━━ EXTRACTED DATA ━━

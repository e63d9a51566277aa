// ==========================================
// 仓储 ERP 后台 - 配置管理器
// ==========================================
// 职责: 配置加载、查询（带默认值）
// 存储: <运营 schema>.config_kv 表 (key-value)
// ==========================================

use crate::config::engine_config_trait::EngineConfigReader;
use crate::db::validate_schema_name;
use async_trait::async_trait;
use rusqlite::{params, Connection, OptionalExtension};
use serde::{Deserialize, Serialize};
use std::collections::{HashMap, HashSet};
use std::path::PathBuf;
use std::sync::{Arc, Mutex};
use thiserror::Error;

/// 默认东部州代码
pub const DEFAULT_EAST_STATES: [&str; 18] = [
    "CT", "DE", "FL", "GA", "ME", "MD", "MA", "NH", "NJ", "NY", "NC", "PA", "RI", "SC", "VT", "VA",
    "WV", "DC",
];

/// 配置错误
#[derive(Error, Debug)]
pub enum ConfigError {
    #[error("配置读取失败 (key: {key}): {message}")]
    ReadError { key: String, message: String },

    #[error("配置值格式错误 (key: {key}, value: {value}): {message}")]
    ValueError {
        key: String,
        value: String,
        message: String,
    },

    #[error("锁获取失败: {0}")]
    LockError(String),
}

// ==========================================
// SchemaSettings - 业务 schema 名称
// ==========================================
#[derive(Debug, Clone, PartialEq, Eq, Serialize, Deserialize)]
pub struct SchemaSettings {
    /// 当前 schema: 订单、物料主档、D1 库存
    pub d1: String,
    /// 旧 schema: D5 库存与成本
    pub d5: String,
    /// 发票默认库
    pub invoice: String,
    /// 发票 MD 变体库
    pub invoice_md: String,
}

impl Default for SchemaSettings {
    fn default() -> Self {
        Self {
            d1: "aisdata1".to_string(),
            d5: "aisdata5".to_string(),
            invoice: "aisdata1".to_string(),
            invoice_md: "aisdata3".to_string(),
        }
    }
}

impl SchemaSettings {
    /// 需要挂载的全部 schema（去重，保持顺序）
    pub fn all(&self) -> Vec<&str> {
        let mut out: Vec<&str> = Vec::new();
        for s in [&self.d1, &self.d5, &self.invoice, &self.invoice_md] {
            if !out.contains(&s.as_str()) {
                out.push(s.as_str());
            }
        }
        out
    }
}

// ==========================================
// ConfigManager - 配置管理器
// ==========================================
pub struct ConfigManager {
    conn: Arc<Mutex<Connection>>,
    schema: String,
    /// 优先于 config_kv 的覆写（来自环境变量）
    overrides: HashMap<String, String>,
}

impl ConfigManager {
    /// 从已有连接创建 ConfigManager
    ///
    /// # 参数
    /// - conn: 已挂载运营 schema 的连接
    /// - schema: 运营 schema 名称（如 data0）
    pub fn from_connection(conn: Arc<Mutex<Connection>>, schema: &str) -> Result<Self, ConfigError> {
        if !validate_schema_name(schema) {
            return Err(ConfigError::ValueError {
                key: "ops_schema".to_string(),
                value: schema.to_string(),
                message: "非法 schema 名称".to_string(),
            });
        }
        Ok(Self {
            conn,
            schema: schema.to_string(),
            overrides: HashMap::new(),
        })
    }

    /// 追加一个覆写值（优先级最高）
    pub fn with_override(mut self, key: &str, value: &str) -> Self {
        self.overrides.insert(key.to_string(), value.to_string());
        self
    }

    /// 从 config_kv 表读取配置值
    ///
    /// # 返回
    /// - Some(String): 配置值
    /// - None: 配置不存在（含 config_kv 表不存在）
    fn get_config_value(&self, key: &str) -> Result<Option<String>, ConfigError> {
        if let Some(v) = self.overrides.get(key) {
            return Ok(Some(v.clone()));
        }

        let conn = self
            .conn
            .lock()
            .map_err(|e| ConfigError::LockError(e.to_string()))?;
        let read_err = |e: rusqlite::Error| ConfigError::ReadError {
            key: key.to_string(),
            message: e.to_string(),
        };

        let has_table: bool = conn
            .query_row(
                &format!(
                    "SELECT 1 FROM {s}.sqlite_master WHERE type = 'table' AND name = 'config_kv' LIMIT 1",
                    s = self.schema
                ),
                [],
                |_row| Ok(true),
            )
            .optional()
            .map_err(read_err)?
            .unwrap_or(false);
        if !has_table {
            return Ok(None);
        }

        conn.query_row(
            &format!("SELECT value FROM {s}.config_kv WHERE key = ?1", s = self.schema),
            params![key],
            |row| row.get::<_, String>(0),
        )
        .optional()
        .map_err(read_err)
    }

    /// 读取配置值，带默认值
    fn get_config_or_default(&self, key: &str, default: &str) -> Result<String, ConfigError> {
        Ok(self
            .get_config_value(key)?
            .filter(|v| !v.trim().is_empty())
            .unwrap_or_else(|| default.to_string()))
    }

    fn get_schema_value(&self, key: &str, default: &str) -> Result<String, ConfigError> {
        let value = self.get_config_or_default(key, default)?.trim().to_string();
        if !validate_schema_name(&value) {
            return Err(ConfigError::ValueError {
                key: key.to_string(),
                value,
                message: "schema 名称只允许字母、数字和下划线".to_string(),
            });
        }
        Ok(value)
    }

    /// 运营 schema 名称
    pub fn ops_schema(&self) -> &str {
        &self.schema
    }
}

#[async_trait]
impl EngineConfigReader for ConfigManager {
    async fn get_east_states(&self) -> Result<HashSet<String>, ConfigError> {
        let default = DEFAULT_EAST_STATES.join(",");
        let value = self.get_config_or_default(config_keys::EAST_STATES, &default)?;

        let states: HashSet<String> = value
            .split(',')
            .map(|s| s.trim().to_uppercase())
            .filter(|s| !s.is_empty())
            .collect();

        if states.is_empty() {
            return Ok(DEFAULT_EAST_STATES.iter().map(|s| s.to_string()).collect());
        }
        Ok(states)
    }

    async fn get_schema_settings(&self) -> Result<SchemaSettings, ConfigError> {
        let defaults = SchemaSettings::default();
        Ok(SchemaSettings {
            d1: self.get_schema_value(config_keys::SCHEMA_D1, &defaults.d1)?,
            d5: self.get_schema_value(config_keys::SCHEMA_D5, &defaults.d5)?,
            invoice: self.get_schema_value(config_keys::SCHEMA_INVOICE, &defaults.invoice)?,
            invoice_md: self.get_schema_value(config_keys::SCHEMA_INVOICE_MD, &defaults.invoice_md)?,
        })
    }

    async fn get_staging_dir(&self) -> Result<PathBuf, ConfigError> {
        if let Some(dir) = self.get_config_value(config_keys::STAGING_DIR)? {
            let trimmed = dir.trim();
            if !trimmed.is_empty() {
                return Ok(PathBuf::from(trimmed));
            }
        }
        Ok(default_staging_dir())
    }
}

/// 默认导出暂存目录: 用户本地数据目录/erp-backoffice/exports
pub fn default_staging_dir() -> PathBuf {
    match dirs::data_local_dir() {
        Some(dir) => dir.join("erp-backoffice").join("exports"),
        None => PathBuf::from("./exports"),
    }
}

// ==========================================
// 配置键常量
// ==========================================
pub mod config_keys {
    // 库位分配
    pub const EAST_STATES: &str = "allocation/east_states";

    // schema 路由
    pub const SCHEMA_D1: &str = "schema/d1";
    pub const SCHEMA_D5: &str = "schema/d5";
    pub const SCHEMA_INVOICE: &str = "schema/invoice";
    pub const SCHEMA_INVOICE_MD: &str = "schema/invoice_md";

    // 导出
    pub const STAGING_DIR: &str = "export/staging_dir";
}
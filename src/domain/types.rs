// ==========================================
// 仓储 ERP 后台 - 领域类型定义
// ==========================================

use serde::{Deserialize, Serialize};
use std::fmt;

// ==========================================
// 区域 (Region)
// ==========================================
// 由订单收货州代码决定；影响同一订单内 D1 仓号的优先顺序
#[derive(Debug, Clone, Copy, PartialEq, Eq, Hash, Serialize, Deserialize)]
pub enum Region {
    East,
    West,
}

impl Region {
    pub fn as_str(&self) -> &'static str {
        match self {
            Region::East => "East",
            Region::West => "West",
        }
    }
}

impl fmt::Display for Region {
    fn fmt(&self, f: &mut fmt::Formatter<'_>) -> fmt::Result {
        f.write_str(self.as_str())
    }
}

// ==========================================
// 仓库范围 (Warehouse Scope)
// ==========================================
// D1: 当前 schema 的库存/物料；D5: 旧 schema 的库存/物料
#[derive(Debug, Clone, Copy, PartialEq, Eq, Hash, Serialize, Deserialize)]
pub enum WarehouseScope {
    D1,
    D5,
}

impl WarehouseScope {
    /// AltBin 审计串中使用的仓号
    pub fn warehouse_number(&self) -> &'static str {
        match self {
            WarehouseScope::D1 => "1",
            WarehouseScope::D5 => "5",
        }
    }
}

impl fmt::Display for WarehouseScope {
    fn fmt(&self, f: &mut fmt::Formatter<'_>) -> fmt::Result {
        match self {
            WarehouseScope::D1 => write!(f, "D1"),
            WarehouseScope::D5 => write!(f, "D5"),
        }
    }
}

// ==========================================
// 发票库变体 (Invoice Schema Variant)
// ==========================================
// 操作名包含 "(MD)" 时使用 MD 变体库
#[derive(Debug, Clone, Copy, PartialEq, Eq, Serialize, Deserialize)]
pub enum InvoiceSchemaVariant {
    Default,
    Md,
}

impl InvoiceSchemaVariant {
    pub fn from_action(action: &str) -> Self {
        if action.contains("(MD)") {
            InvoiceSchemaVariant::Md
        } else {
            InvoiceSchemaVariant::Default
        }
    }
}
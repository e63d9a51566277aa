// ==========================================
// 仓储 ERP 后台 - 应用状态
// ==========================================
// 职责: 管理应用级别的共享状态和API实例
// 装配顺序: 运营 schema → 配置 → 业务 schema → 仓储 → API
// ==========================================

use std::sync::{Arc, Mutex};

use rusqlite::Connection;

use crate::api::{AllocationApi, ExportApi, RedistributionApi};
use crate::config::{config_keys, AppConfig, ConfigManager, EngineConfigReader, SchemaSettings};
use crate::db::{attach_missing_schemas, open_erp_connection};
use crate::export::ExportStaging;
use crate::repository::{ActionLogRepository, InventoryRepository, InvoiceRepository};

/// 应用状态
///
/// 包含所有API实例和共享资源
pub struct AppState {
    /// 已生效的 schema 配置
    pub schemas: SchemaSettings,

    /// 库位分配API
    pub allocation_api: Arc<AllocationApi>,

    /// 其他费用重分摊API
    pub redistribution_api: Arc<RedistributionApi>,

    /// 导出文件下载API
    pub export_api: Arc<ExportApi>,

    /// 操作日志仓储（用于审计追踪）
    pub action_log_repo: Arc<ActionLogRepository>,
}

impl AppState {
    /// 按进程配置打开数据库并装配
    ///
    /// # 说明
    /// 1. 挂载运营 schema，读取 config_kv
    /// 2. 按配置挂载业务 schema
    /// 3. 初始化仓储与 API
    pub async fn new(app_config: AppConfig) -> Result<Self, String> {
        tracing::info!(db_dir = %app_config.db_dir.display(), "初始化AppState");

        std::fs::create_dir_all(&app_config.db_dir)
            .map_err(|e| format!("无法创建数据库目录: {}", e))?;
        let conn = open_erp_connection(&app_config.db_dir, &[app_config.ops_schema.as_str()])
            .map_err(|e| format!("无法打开数据库: {}", e))?;
        let conn = Arc::new(Mutex::new(conn));

        let config = Self::config_manager(conn.clone(), &app_config)?;
        let schemas = config
            .get_schema_settings()
            .await
            .map_err(|e| format!("无法读取 schema 配置: {}", e))?;

        {
            let guard = conn.lock().map_err(|e| format!("数据库锁获取失败: {}", e))?;
            attach_missing_schemas(&guard, &app_config.db_dir, &schemas.all())
                .map_err(|e| format!("无法挂载业务 schema: {}", e))?;
        }

        Self::assemble(conn, config, schemas).await
    }

    /// 基于已挂载全部 schema 的连接装配（测试 / 嵌入使用）
    pub async fn from_connection(conn: Connection, app_config: AppConfig) -> Result<Self, String> {
        let conn = Arc::new(Mutex::new(conn));
        let config = Self::config_manager(conn.clone(), &app_config)?;
        let schemas = config
            .get_schema_settings()
            .await
            .map_err(|e| format!("无法读取 schema 配置: {}", e))?;
        Self::assemble(conn, config, schemas).await
    }

    fn config_manager(
        conn: Arc<Mutex<Connection>>,
        app_config: &AppConfig,
    ) -> Result<Arc<ConfigManager>, String> {
        let mut manager = ConfigManager::from_connection(conn, &app_config.ops_schema)
            .map_err(|e| format!("无法创建ConfigManager: {}", e))?;
        if let Some(dir) = &app_config.staging_dir_override {
            manager = manager.with_override(config_keys::STAGING_DIR, &dir.to_string_lossy());
        }
        Ok(Arc::new(manager))
    }

    async fn assemble(
        conn: Arc<Mutex<Connection>>,
        config: Arc<ConfigManager>,
        schemas: SchemaSettings,
    ) -> Result<Self, String> {
        // ==========================================
        // 初始化Repository层
        // ==========================================
        let action_log_repo = Arc::new(
            ActionLogRepository::new(conn.clone(), config.ops_schema())
                .map_err(|e| format!("无法创建ActionLogRepository: {}", e))?,
        );
        // best-effort: 日志表缺失不阻塞启动，写日志时再告警
        if let Err(e) = action_log_repo.ensure_table() {
            tracing::warn!("action_log 表初始化失败(将继续启动): {}", e);
        }

        let inventory_repo = Arc::new(
            InventoryRepository::new(conn.clone(), &schemas.d1, &schemas.d5)
                .map_err(|e| format!("无法创建InventoryRepository: {}", e))?,
        );
        let invoice_repo = Arc::new(InvoiceRepository::new(conn.clone()));

        // ==========================================
        // 导出暂存目录
        // ==========================================
        let staging_dir = config
            .get_staging_dir()
            .await
            .map_err(|e| format!("无法读取暂存目录配置: {}", e))?;
        let staging = ExportStaging::new(&staging_dir)
            .map_err(|e| format!("无法创建暂存目录 {}: {}", staging_dir.display(), e))?;

        // ==========================================
        // 初始化API层
        // ==========================================
        let allocation_api = Arc::new(AllocationApi::new(
            inventory_repo,
            config.clone(),
            staging.clone(),
            action_log_repo.clone(),
        ));
        let redistribution_api = Arc::new(RedistributionApi::new(
            invoice_repo,
            config,
            action_log_repo.clone(),
        ));
        let export_api = Arc::new(ExportApi::new(staging));

        tracing::info!(
            d1 = %schemas.d1,
            d5 = %schemas.d5,
            invoice = %schemas.invoice,
            invoice_md = %schemas.invoice_md,
            staging = %staging_dir.display(),
            "AppState初始化完成"
        );

        Ok(Self {
            schemas,
            allocation_api,
            redistribution_api,
            export_api,
            action_log_repo,
        })
    }
}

━━━

_EXERCISE REQUIREMENTS_
Would you copy, unchanged, the stretch of the records above that begins at the line containing "pub fn from_action(action: &str)" and ends at the line containing "use rusqlite::Connection;", and only that?

_PROBLEM SOLUTION_
    pub fn from_action(action: &str) -> Self {
        if action.contains("(MD)") {
            InvoiceSchemaVariant::Md
        } else {
            InvoiceSchemaVariant::Default
        }
    }
}
repository e63d9a51566277aa
// ==========================================
// 仓储 ERP 后台 - 应用状态
// ==========================================
// 职责: 管理应用级别的共享状态和API实例
// 装配顺序: 运营 schema → 配置 → 业务 schema → 仓储 → API
// ==========================================

use std::sync::{Arc, Mutex};

use rusqlite::Connection;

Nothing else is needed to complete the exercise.